**Directions for this task**
Please read the records below and return each line holding the string "impl".

**Input data**
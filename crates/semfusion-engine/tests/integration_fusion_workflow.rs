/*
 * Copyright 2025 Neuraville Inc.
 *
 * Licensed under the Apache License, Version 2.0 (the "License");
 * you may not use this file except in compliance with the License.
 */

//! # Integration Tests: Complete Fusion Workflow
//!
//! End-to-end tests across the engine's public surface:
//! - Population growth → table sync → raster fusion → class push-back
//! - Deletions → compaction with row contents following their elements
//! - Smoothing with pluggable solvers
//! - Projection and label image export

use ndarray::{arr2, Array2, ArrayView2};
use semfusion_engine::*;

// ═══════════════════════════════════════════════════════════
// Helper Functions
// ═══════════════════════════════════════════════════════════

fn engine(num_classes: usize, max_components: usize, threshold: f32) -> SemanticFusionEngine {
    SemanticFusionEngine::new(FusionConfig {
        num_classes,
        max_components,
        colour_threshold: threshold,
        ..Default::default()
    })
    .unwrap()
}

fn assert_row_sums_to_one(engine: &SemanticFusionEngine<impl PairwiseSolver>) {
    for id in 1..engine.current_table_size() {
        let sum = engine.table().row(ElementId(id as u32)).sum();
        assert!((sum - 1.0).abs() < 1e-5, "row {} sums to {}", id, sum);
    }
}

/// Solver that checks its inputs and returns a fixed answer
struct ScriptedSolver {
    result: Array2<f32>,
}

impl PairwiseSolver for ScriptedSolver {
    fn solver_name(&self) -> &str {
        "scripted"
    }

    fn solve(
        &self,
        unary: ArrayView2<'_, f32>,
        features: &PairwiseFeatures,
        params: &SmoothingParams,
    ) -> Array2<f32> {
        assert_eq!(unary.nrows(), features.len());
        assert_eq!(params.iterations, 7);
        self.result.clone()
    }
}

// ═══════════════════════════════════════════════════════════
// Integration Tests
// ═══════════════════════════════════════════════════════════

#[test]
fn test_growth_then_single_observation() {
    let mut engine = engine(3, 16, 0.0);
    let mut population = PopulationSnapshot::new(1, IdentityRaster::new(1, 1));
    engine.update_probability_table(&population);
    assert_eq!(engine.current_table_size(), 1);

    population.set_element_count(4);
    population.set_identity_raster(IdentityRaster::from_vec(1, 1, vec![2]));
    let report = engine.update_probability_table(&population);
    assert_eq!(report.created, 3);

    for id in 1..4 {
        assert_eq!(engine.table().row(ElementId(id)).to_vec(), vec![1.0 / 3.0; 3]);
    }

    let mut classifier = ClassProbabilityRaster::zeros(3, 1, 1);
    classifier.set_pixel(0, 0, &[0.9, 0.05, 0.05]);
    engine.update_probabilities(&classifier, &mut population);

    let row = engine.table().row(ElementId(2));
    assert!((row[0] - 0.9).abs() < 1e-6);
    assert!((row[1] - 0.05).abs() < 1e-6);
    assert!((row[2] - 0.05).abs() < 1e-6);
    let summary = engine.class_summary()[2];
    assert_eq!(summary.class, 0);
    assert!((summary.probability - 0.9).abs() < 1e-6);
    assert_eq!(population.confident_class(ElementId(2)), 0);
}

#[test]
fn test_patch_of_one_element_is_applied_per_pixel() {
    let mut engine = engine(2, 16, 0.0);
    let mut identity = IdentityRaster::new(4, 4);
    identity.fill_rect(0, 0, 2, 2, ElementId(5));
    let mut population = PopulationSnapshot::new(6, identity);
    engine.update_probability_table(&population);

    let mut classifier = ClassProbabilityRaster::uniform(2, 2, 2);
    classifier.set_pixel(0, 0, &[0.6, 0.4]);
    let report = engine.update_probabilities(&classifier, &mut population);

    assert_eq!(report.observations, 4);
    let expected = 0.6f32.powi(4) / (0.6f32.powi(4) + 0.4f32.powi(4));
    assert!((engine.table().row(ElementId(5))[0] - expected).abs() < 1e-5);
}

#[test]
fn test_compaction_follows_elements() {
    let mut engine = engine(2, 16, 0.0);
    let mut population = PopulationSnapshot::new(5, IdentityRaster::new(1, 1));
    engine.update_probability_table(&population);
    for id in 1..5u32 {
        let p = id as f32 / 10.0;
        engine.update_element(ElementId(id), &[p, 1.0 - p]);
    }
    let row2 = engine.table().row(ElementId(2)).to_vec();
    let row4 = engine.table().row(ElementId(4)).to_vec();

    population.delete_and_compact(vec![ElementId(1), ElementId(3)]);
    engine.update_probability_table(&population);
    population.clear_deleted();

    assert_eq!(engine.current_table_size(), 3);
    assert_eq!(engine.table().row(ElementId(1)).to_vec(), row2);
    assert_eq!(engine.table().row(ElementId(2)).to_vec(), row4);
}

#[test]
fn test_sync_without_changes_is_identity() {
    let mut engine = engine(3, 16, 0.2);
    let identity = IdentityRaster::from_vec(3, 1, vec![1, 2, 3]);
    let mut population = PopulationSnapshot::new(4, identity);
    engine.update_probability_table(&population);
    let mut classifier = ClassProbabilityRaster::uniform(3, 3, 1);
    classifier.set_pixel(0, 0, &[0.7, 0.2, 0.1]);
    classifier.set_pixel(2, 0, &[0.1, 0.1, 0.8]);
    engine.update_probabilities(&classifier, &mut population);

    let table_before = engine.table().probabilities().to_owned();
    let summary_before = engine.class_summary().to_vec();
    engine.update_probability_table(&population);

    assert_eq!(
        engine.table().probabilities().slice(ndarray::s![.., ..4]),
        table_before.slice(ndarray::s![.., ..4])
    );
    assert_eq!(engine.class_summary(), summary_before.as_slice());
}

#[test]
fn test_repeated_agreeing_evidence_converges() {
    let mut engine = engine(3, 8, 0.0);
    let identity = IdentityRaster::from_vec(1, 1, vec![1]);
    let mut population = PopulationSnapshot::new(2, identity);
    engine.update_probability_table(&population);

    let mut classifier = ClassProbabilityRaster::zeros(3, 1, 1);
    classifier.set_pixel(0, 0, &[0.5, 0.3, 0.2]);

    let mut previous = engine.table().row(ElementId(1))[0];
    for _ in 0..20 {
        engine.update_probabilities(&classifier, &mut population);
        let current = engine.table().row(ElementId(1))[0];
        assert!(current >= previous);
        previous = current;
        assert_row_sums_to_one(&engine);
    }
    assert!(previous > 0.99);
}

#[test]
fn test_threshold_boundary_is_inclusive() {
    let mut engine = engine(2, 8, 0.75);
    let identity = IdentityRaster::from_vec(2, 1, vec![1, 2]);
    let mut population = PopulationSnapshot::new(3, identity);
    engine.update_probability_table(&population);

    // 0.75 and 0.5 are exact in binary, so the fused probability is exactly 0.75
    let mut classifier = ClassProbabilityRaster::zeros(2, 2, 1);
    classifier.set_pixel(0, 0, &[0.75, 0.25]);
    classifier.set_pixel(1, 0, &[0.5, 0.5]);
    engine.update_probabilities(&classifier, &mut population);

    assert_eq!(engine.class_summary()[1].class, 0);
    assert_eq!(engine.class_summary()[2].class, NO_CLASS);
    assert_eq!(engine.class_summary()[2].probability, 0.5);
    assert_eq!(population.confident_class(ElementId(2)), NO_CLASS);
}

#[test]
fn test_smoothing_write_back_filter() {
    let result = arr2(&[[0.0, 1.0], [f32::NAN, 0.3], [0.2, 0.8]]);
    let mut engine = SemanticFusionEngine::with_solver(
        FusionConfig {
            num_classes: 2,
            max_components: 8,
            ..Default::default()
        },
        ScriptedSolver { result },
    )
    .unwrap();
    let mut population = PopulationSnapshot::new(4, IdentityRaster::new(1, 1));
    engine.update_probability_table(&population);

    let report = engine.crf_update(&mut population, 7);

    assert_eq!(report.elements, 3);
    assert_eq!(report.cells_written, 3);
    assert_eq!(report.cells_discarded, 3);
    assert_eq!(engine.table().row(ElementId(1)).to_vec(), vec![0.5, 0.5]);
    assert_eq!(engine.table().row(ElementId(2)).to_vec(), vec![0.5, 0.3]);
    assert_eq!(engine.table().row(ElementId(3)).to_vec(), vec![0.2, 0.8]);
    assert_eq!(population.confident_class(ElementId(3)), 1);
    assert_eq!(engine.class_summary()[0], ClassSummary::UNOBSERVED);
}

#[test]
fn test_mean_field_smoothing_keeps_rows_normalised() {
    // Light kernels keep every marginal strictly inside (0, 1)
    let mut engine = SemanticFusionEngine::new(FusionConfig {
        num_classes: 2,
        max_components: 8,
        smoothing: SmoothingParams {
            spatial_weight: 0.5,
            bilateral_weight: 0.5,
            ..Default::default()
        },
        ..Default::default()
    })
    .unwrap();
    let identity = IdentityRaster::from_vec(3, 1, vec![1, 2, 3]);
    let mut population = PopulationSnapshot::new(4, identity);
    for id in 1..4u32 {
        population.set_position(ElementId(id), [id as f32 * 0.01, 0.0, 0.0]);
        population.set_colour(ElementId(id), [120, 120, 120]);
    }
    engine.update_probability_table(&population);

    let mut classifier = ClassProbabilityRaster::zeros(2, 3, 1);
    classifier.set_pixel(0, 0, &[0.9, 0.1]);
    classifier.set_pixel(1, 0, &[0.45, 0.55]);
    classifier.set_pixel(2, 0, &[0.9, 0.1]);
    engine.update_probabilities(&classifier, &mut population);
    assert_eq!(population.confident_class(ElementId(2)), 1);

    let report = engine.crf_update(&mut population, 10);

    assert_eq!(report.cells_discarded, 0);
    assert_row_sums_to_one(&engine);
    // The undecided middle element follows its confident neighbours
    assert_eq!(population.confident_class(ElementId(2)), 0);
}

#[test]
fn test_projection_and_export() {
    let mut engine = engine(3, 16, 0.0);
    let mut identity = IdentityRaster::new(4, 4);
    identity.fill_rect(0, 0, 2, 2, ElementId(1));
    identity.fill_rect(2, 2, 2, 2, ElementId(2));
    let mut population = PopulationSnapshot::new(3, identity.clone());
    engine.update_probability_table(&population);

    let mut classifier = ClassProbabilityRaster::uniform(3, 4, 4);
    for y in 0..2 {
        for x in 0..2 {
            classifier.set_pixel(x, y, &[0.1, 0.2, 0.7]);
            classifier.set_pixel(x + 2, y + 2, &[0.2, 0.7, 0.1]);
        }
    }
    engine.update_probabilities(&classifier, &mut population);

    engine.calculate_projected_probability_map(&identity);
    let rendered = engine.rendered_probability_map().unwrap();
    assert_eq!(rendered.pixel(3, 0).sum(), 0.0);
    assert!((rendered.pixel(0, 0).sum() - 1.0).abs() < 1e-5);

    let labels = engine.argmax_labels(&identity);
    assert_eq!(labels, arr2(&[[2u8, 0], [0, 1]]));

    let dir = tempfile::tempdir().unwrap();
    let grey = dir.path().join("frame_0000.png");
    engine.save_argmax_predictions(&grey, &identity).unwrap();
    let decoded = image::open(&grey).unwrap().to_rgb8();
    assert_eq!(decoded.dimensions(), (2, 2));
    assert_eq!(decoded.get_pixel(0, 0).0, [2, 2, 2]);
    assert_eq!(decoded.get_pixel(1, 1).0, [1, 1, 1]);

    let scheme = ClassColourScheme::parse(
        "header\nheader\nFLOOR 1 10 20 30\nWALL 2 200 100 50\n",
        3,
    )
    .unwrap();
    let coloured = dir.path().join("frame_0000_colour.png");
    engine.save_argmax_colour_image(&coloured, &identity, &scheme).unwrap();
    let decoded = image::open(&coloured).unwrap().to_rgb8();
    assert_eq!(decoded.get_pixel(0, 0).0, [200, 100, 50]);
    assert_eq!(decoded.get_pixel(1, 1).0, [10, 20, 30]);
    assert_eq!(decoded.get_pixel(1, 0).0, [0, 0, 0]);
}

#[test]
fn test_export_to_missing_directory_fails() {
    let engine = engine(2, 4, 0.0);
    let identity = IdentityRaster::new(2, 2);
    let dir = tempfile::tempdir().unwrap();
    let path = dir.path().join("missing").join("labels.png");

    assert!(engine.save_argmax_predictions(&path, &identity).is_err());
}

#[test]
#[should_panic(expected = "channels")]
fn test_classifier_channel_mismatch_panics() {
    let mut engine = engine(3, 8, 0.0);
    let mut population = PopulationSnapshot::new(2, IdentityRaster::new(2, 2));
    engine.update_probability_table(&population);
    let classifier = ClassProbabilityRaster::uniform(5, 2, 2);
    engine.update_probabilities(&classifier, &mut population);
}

**Answer area**
fn assert_row_sums_to_one(engine: &SemanticFusionEngine<impl PairwiseSolver>) {
impl PairwiseSolver for ScriptedSolver {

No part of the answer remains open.